We developed an optimized simulation protocol using modern mannequins in different realistic scenarios for the treatment of patients undergoing ETH adjunctive to PCI for STEMIs starting from the emergency room, through the CathLab, and to the intensive care unit (ICU) using the Proteus® Endovascular System (Zoll Circulation Inc™, San Jose, CA, USA). The primary endpoint was door-to-balloon (DTB) time. We successfully trained 361 multidisciplinary professionals in realistic simulation using modern mannequins and sham situations in divisions of the hospital where real patients would be treated. The focus of simulation and training was logistical optimization and educational debriefing with strategies to reduce waste of time in patient's transportation from different departments, and avoiding excessive rewarming during transfer. Afterwards, the EHT protocol was successfully validated in a trial randomizing 50 patients for 18 minutes cooling before coronary recanalization at the target temperature of 32 ± 1.0 ∘C or PCI-only. A total of 35 patients underwent ETH (85.7% [30/35] in 90 ± 15 minutes), without delays in the mean door-to-balloon time for primary PCI when compared to 15 control group patients (92.1 minutes versus 87 minutes, respectively; = 0.509).
Realistic simulation, intensive training and educational debriefing for the multidisciplinary team propitiated feasible endovascular therapeutic hypothermia as an adjuvant therapy to primary PCI in STEMI.
gov: NCT02664194.
血管内治疗性低温(ETH)可减轻心脏骤停时的缺血/再灌注细胞综合征造成的损伤,并且已被研究作为经皮冠状动脉介入治疗(PCI)治疗 ST 段抬高型心肌梗死(STEMI)的辅助治疗方法。新的可用的先进技术可以更快地降温,但由于 ETH 和随后的冠状动脉再灌注导致的门到球囊时间(DTB)延迟,培训资源匮乏,这将破坏该程序。本研究的目的是描述为多学科团队开发模拟、培训和教育方案的过程,以进行优化的 ETH 作为 STEMI 的辅助治疗。

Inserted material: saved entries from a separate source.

//! Device info
//!
//! Payload of the get-device-info response (3 bytes):
//! - 1 byte: protocol version
//! - 2 bytes: feature bitmask (little-endian)

use byteorder::{ByteOrder, LittleEndian};
use serde::{Deserialize, Serialize};
use std::fmt;

/// Protocol revision reported by the camera
#[derive(Debug, Clone, Copy, PartialEq, Eq, Serialize, Deserialize)]
pub enum ProtocolVersion {
    /// RCSplit firmware 1.1.0 and older
    RcSplit,
    /// RunCam Device Protocol 1.0
    V1_0,
    /// Anything newer or unrecognised
    Unknown(u8),
}

impl ProtocolVersion {
    /// Decode the version byte
    pub fn from_byte(b: u8) -> Self {
        match b {
            0x00 => ProtocolVersion::RcSplit,
            0x01 => ProtocolVersion::V1_0,
            other => ProtocolVersion::Unknown(other),
        }
    }

    /// Version byte as sent on the wire
    pub fn byte(&self) -> u8 {
        match self {
            ProtocolVersion::RcSplit => 0x00,
            ProtocolVersion::V1_0 => 0x01,
            ProtocolVersion::Unknown(b) => *b,
        }
    }
}

/// Feature bitmask advertised by the camera
#[derive(Clone, Copy, PartialEq, Eq, Hash, Default, Serialize, Deserialize)]
#[serde(transparent)]
pub struct Features(u16);

impl Features {
    /// Power button can be simulated
    pub const SIMULATE_POWER_BUTTON: Features = Features(1 << 0);
    /// Wifi button can be simulated
    pub const SIMULATE_WIFI_BUTTON: Features = Features(1 << 1);
    /// Mode can be changed
    pub const CHANGE_MODE: Features = Features(1 << 2);
    /// 5-key OSD cable can be simulated
    pub const SIMULATE_5_KEY_OSD_CABLE: Features = Features(1 << 3);
    /// Recording can be started
    pub const START_RECORDING: Features = Features(1 << 6);
    /// Recording can be stopped
    pub const STOP_RECORDING: Features = Features(1 << 7);
    /// Camera menu is reachable through the FC
    pub const CMS_MENU: Features = Features(1 << 8);
    /// Camera requests FC attitude
    pub const FC_ATTITUDE: Features = Features(1 << 9);

    const NAMES: [(Features, &'static str); 8] = [
        (Self::SIMULATE_POWER_BUTTON, "SIMULATE_POWER_BUTTON"),
        (Self::SIMULATE_WIFI_BUTTON, "SIMULATE_WIFI_BUTTON"),
        (Self::CHANGE_MODE, "CHANGE_MODE"),
        (Self::SIMULATE_5_KEY_OSD_CABLE, "SIMULATE_5_KEY_OSD_CABLE"),
        (Self::START_RECORDING, "START_RECORDING"),
        (Self::STOP_RECORDING, "STOP_RECORDING"),
        (Self::CMS_MENU, "CMS_MENU"),
        (Self::FC_ATTITUDE, "FC_ATTITUDE"),
    ];

    /// Wrap a raw bitmask; unknown bits are kept
    pub const fn from_bits(bits: u16) -> Self {
        Features(bits)
    }

    /// Raw bitmask
    pub const fn bits(&self) -> u16 {
        self.0
    }

    /// True if every flag in `other` is set
    pub const fn contains(&self, other: Features) -> bool {
        self.0 & other.0 == other.0
    }
}

impl std::ops::BitOr for Features {
    type Output = Features;

    fn bitor(self, rhs: Features) -> Features {
        Features(self.0 | rhs.0)
    }
}

impl fmt::Debug for Features {
    fn fmt(&self, f: &mut fmt::Formatter<'_>) -> fmt::Result {
        let names: Vec<&str> = Self::NAMES
            .iter()
            .filter(|(flag, _)| self.contains(*flag))
            .map(|(_, name)| *name)
            .collect();
        write!(f, "Features({:#06x}: {})", self.0, names.join(" | "))
    }
}

/// Protocol version and feature set of a camera
#[derive(Debug, Clone, Copy, PartialEq, Eq, Serialize, Deserialize)]
pub struct DeviceInfo {
    /// Protocol revision
    pub protocol_version: ProtocolVersion,
    /// Advertised features
    pub features: Features,
}

impl DeviceInfo {
    /// Decode a device-info payload; `None` if it is shorter than 3 bytes
    pub fn from_payload(payload: &[u8]) -> Option<Self> {
        if payload.len() < 3 {
            return None;
        }
        Some(Self {
            protocol_version: ProtocolVersion::from_byte(payload[0]),
            features: Features::from_bits(LittleEndian::read_u16(&payload[1..3])),
        })
    }

    /// Encode back into the 3-byte payload
    pub fn to_payload(&self) -> [u8; 3] {
        let mut payload = [self.protocol_version.byte(), 0, 0];
        LittleEndian::write_u16(&mut payload[1..3], self.features.bits());
        payload
    }

    /// True if every flag in `feature` is advertised
    pub fn supports(&self, feature: Features) -> bool {
        self.features.contains(feature)
    }
}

我们使用现代模拟人在不同的现实场景中开发了一种优化的模拟方案,用于治疗从急诊室开始接受 PCI 联合 ETH 治疗的 STEMI 患者,通过 CathLab 到达重症监护病房(ICU),使用 Proteus®血管内系统(Zoll Circulation Inc™,圣何塞,加利福尼亚州,美国)。主要终点是门到球囊(DTB)时间。我们成功地使用现代模拟人和模拟情况在医院的各个部门培训了 361 名多学科专业人员,这些部门将治疗真实患者。模拟和培训的重点是物流优化和教育讨论,目的是减少患者在不同部门之间运输过程中的时间浪费,并避免在转移过程中过度复温。之后,该 EHT 方案在一项随机分配 50 例患者的试验中得到了验证,这些患者在目标温度 32 ± 1.0 ∘C 或仅进行 PCI 前进行 18 分钟的冷却。共有 35 例患者接受了 ETH(35 例中有 85.7%[30/35]在 90 ± 15 分钟内),与 15 例对照组患者相比,主要 PCI 的平均 DTB 时间没有延迟(分别为 92.1 分钟和 87 分钟, = 0.509)。
多学科团队的现实模拟、强化培训和教育讨论促进了可行的血管内治疗性低温作为 STEMI 患者的主要 PCI 辅助治疗方法。
gov:NCT02664194。